─── The records ───
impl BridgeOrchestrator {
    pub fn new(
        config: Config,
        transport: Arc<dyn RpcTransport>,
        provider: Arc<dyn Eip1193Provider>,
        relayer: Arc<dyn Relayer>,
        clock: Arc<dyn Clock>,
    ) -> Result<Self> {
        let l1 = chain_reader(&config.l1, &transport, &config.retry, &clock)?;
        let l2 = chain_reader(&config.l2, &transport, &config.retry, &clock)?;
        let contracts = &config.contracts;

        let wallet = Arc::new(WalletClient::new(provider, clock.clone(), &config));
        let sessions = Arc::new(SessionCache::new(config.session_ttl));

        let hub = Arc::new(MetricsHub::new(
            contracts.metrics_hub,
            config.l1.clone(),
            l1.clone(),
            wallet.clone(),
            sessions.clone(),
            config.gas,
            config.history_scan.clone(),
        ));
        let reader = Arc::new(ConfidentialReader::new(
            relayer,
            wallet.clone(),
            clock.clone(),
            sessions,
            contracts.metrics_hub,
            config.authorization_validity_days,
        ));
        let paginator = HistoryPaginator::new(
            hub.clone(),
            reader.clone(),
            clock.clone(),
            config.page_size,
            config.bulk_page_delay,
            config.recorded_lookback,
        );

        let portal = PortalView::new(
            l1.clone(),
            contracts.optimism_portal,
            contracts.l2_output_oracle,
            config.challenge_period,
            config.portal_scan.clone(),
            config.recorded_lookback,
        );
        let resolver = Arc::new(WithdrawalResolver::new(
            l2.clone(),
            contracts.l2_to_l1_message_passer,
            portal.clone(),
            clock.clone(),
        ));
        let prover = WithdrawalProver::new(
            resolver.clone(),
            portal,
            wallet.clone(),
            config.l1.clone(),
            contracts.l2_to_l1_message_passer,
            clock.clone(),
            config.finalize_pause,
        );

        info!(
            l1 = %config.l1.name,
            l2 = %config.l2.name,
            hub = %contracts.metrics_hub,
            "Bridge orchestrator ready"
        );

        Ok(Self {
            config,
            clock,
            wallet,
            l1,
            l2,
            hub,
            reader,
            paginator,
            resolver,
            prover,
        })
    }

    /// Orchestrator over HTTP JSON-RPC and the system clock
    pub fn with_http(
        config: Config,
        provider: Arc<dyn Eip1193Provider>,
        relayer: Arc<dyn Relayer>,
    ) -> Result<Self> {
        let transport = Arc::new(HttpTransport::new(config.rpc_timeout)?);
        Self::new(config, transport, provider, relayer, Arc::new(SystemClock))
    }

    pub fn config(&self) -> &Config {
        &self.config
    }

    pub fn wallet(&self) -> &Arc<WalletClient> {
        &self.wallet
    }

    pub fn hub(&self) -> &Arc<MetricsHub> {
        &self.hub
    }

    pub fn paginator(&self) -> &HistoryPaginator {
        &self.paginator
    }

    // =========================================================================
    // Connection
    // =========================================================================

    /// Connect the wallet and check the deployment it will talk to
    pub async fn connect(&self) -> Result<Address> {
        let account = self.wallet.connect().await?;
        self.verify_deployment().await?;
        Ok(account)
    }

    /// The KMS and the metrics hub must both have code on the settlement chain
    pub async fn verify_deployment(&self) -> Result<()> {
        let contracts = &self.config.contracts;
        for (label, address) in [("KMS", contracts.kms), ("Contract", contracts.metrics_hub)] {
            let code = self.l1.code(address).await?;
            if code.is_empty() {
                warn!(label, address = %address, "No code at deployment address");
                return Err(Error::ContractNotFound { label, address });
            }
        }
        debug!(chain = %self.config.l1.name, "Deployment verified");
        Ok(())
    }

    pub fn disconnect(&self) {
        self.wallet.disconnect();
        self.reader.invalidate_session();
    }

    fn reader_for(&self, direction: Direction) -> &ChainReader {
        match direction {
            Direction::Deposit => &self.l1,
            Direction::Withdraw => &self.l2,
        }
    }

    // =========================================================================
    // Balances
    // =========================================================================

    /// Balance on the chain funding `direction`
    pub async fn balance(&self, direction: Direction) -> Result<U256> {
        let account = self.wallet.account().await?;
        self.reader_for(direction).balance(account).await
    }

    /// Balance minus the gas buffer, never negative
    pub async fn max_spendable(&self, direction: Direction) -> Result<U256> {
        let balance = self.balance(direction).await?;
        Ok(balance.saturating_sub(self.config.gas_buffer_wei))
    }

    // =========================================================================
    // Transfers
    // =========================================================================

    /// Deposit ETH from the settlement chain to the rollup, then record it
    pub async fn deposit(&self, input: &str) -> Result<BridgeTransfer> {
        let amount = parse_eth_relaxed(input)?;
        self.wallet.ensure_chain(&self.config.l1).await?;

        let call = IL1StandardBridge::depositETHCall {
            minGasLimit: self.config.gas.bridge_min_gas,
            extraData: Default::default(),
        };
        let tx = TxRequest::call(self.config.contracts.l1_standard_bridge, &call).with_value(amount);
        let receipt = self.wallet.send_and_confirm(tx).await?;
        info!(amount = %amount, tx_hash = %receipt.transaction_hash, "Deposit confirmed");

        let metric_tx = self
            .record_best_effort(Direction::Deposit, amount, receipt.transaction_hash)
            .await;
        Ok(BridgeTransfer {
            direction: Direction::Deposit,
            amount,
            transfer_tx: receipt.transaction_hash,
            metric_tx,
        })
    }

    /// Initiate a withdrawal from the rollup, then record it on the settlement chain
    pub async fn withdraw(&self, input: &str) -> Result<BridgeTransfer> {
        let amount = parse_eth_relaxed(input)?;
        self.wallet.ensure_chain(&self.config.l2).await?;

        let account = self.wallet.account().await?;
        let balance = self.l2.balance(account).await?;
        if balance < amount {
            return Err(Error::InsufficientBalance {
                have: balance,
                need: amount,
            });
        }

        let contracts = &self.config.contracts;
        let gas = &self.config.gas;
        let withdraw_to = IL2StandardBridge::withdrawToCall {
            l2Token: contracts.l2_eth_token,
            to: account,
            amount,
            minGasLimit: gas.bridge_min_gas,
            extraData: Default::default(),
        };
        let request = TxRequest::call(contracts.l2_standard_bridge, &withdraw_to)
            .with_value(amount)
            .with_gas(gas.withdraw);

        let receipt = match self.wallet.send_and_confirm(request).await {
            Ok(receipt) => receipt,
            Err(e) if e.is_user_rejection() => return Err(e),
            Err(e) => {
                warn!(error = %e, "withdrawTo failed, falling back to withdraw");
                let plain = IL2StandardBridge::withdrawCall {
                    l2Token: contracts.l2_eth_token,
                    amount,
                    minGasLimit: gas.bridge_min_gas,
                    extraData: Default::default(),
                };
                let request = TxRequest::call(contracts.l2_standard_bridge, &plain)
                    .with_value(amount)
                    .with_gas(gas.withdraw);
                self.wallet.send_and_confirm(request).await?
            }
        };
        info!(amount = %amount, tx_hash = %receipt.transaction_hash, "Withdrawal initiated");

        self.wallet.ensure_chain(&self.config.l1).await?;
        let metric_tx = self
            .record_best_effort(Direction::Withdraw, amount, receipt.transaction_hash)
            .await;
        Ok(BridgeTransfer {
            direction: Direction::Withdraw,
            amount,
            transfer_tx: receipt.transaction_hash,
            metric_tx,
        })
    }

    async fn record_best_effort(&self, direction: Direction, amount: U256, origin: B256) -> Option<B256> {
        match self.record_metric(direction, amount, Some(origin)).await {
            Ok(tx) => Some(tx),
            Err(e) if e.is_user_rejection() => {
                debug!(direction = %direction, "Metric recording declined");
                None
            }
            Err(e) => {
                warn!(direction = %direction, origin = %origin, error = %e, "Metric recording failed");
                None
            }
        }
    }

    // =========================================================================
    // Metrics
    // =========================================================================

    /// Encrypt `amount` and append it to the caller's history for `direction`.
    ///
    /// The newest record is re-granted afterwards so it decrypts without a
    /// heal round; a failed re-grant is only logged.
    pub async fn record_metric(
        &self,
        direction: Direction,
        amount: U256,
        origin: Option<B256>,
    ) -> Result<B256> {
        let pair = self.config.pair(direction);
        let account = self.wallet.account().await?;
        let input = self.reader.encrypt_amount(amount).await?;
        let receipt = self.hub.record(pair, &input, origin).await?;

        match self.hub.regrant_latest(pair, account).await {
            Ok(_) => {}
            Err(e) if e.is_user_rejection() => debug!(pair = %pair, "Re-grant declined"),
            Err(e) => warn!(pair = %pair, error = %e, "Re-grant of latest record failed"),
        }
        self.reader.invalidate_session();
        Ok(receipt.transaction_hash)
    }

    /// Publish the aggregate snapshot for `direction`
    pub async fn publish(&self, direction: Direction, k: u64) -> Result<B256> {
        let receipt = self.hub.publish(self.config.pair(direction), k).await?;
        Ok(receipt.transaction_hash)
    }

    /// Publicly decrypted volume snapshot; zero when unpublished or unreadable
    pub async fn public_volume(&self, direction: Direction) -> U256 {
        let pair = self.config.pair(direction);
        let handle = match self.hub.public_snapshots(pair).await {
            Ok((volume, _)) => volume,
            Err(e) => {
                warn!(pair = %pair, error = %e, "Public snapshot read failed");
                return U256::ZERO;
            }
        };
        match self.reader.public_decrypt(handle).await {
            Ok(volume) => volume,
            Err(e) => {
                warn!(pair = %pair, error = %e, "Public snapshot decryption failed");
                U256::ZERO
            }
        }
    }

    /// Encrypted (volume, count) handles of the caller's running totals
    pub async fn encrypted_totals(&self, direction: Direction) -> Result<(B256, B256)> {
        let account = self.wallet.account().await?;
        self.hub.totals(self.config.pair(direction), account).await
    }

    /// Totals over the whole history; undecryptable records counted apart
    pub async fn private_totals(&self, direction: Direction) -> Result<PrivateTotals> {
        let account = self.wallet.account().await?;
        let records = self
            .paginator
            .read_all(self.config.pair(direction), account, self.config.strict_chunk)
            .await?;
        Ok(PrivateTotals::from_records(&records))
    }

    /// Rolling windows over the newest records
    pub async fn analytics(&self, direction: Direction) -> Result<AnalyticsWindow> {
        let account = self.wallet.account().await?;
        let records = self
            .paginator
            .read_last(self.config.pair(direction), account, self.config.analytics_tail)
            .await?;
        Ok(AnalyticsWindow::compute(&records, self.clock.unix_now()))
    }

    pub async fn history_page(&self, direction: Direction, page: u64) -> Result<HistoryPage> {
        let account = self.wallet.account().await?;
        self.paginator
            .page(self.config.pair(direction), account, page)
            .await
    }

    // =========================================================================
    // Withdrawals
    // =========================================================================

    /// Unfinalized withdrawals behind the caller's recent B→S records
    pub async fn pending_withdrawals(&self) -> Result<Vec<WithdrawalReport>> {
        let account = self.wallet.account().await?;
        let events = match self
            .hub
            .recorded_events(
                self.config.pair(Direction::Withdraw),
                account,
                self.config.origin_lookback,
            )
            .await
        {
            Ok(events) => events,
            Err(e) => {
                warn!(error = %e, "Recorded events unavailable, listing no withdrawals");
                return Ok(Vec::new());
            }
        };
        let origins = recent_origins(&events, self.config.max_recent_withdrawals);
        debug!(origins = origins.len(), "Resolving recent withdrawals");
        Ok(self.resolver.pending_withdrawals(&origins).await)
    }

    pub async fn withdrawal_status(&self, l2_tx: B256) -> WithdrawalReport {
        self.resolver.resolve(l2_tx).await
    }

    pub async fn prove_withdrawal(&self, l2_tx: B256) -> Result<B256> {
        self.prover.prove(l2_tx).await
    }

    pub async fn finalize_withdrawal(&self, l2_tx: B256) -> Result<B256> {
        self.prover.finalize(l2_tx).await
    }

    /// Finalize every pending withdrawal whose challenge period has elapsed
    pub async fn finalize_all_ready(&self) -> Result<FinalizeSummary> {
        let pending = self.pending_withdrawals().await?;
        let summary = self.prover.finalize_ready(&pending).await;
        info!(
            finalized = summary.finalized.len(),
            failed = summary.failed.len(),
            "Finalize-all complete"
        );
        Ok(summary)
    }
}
───
Work task: How many lines of the data hold the string "rollup"? Reply with the number alone.

Response to the task: 2